== What is required ==
When you reach the line with "let mut routes" in the listing below, transcribe it and each line after it up to and including the line with "empty pattern must", exactly and with nothing else.

== Task data ==
Start of Block

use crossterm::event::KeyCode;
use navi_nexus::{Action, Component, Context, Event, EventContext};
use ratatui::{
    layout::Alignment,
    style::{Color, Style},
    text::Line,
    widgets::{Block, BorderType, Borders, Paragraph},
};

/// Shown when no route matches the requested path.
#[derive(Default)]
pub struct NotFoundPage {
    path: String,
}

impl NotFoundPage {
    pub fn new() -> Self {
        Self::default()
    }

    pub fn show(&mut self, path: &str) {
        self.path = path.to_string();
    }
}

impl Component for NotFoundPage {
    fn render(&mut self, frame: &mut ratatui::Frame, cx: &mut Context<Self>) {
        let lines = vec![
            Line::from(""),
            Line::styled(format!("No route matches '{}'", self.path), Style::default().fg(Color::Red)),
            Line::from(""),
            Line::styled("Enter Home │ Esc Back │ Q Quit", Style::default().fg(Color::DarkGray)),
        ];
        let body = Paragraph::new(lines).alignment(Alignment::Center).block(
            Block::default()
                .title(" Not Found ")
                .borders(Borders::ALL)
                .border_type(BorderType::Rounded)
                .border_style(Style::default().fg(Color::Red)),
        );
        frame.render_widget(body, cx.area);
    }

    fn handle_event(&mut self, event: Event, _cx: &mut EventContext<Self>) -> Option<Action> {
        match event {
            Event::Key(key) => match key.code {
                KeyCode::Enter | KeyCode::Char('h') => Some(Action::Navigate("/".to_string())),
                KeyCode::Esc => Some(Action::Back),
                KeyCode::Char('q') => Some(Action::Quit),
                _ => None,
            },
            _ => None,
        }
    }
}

End of Block
Start of Block

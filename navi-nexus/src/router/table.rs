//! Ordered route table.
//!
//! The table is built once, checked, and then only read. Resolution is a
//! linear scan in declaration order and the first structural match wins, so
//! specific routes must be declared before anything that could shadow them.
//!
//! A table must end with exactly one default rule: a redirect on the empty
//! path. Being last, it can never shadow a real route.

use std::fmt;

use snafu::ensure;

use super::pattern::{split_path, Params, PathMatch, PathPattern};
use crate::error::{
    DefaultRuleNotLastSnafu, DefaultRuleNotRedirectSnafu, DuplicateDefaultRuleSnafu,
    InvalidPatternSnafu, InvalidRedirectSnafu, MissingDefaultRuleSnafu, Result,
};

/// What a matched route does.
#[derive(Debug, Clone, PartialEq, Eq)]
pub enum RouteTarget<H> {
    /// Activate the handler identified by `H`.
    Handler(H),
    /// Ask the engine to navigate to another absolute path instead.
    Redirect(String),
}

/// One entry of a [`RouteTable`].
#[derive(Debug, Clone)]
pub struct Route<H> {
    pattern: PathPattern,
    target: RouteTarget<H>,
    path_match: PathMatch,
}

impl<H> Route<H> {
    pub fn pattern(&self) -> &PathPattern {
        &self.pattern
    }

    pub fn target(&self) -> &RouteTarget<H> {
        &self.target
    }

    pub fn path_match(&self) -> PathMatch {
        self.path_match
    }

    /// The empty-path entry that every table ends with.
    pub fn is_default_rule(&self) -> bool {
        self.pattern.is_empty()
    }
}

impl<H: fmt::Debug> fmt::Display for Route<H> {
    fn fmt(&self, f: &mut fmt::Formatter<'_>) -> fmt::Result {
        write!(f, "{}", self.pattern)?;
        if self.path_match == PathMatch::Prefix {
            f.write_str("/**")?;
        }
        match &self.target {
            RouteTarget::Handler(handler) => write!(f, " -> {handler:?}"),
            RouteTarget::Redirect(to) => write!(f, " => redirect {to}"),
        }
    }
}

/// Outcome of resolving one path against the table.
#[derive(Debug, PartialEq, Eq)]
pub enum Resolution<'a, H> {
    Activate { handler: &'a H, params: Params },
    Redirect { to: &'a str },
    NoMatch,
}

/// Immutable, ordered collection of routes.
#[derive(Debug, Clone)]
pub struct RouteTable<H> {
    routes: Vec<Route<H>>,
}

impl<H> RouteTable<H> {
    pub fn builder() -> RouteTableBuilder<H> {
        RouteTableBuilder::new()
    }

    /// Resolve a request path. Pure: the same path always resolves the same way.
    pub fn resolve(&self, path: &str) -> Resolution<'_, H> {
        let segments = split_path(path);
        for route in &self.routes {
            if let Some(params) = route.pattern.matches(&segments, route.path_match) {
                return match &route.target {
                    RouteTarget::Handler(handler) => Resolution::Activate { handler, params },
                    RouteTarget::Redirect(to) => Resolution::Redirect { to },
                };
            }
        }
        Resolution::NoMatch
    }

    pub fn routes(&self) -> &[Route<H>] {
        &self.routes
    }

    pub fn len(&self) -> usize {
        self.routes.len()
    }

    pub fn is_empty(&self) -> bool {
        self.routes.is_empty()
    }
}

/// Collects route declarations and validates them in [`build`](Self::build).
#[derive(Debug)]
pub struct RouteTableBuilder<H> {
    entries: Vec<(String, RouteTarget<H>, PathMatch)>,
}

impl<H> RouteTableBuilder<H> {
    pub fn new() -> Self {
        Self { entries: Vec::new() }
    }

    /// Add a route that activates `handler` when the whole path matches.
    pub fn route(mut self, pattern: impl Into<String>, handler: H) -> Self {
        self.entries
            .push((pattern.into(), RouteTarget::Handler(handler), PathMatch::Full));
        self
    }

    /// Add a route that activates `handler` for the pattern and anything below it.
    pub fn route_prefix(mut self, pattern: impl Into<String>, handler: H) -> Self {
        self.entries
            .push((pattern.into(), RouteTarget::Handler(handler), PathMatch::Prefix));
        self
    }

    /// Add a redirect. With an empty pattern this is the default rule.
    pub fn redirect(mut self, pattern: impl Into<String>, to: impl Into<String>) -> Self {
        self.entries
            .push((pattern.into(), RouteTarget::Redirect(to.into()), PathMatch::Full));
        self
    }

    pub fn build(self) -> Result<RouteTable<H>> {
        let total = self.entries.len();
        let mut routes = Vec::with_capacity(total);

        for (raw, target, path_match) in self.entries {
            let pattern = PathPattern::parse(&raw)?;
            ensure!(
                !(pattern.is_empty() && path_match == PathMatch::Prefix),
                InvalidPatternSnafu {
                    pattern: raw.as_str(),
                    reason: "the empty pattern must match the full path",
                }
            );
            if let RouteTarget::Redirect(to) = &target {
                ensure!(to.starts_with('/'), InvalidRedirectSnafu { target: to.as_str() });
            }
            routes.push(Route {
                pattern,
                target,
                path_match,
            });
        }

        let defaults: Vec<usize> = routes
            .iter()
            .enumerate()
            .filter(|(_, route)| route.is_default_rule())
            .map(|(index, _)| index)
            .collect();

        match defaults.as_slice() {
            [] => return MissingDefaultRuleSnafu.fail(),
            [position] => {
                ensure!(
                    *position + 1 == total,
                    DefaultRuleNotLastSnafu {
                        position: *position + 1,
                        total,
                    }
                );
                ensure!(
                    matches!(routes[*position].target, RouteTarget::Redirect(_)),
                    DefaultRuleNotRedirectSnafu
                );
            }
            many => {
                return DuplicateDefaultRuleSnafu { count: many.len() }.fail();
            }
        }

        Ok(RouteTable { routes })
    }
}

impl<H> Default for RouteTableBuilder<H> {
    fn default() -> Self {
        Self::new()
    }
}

End of Block

== Exercise output ==
        let mut routes = Vec::with_capacity(total);

        for (raw, target, path_match) in self.entries {
            let pattern = PathPattern::parse(&raw)?;
            ensure!(
                !(pattern.is_empty() && path_match == PathMatch::Prefix),
                InvalidPatternSnafu {
                    pattern: raw.as_str(),
                    reason: "the empty pattern must match the full path",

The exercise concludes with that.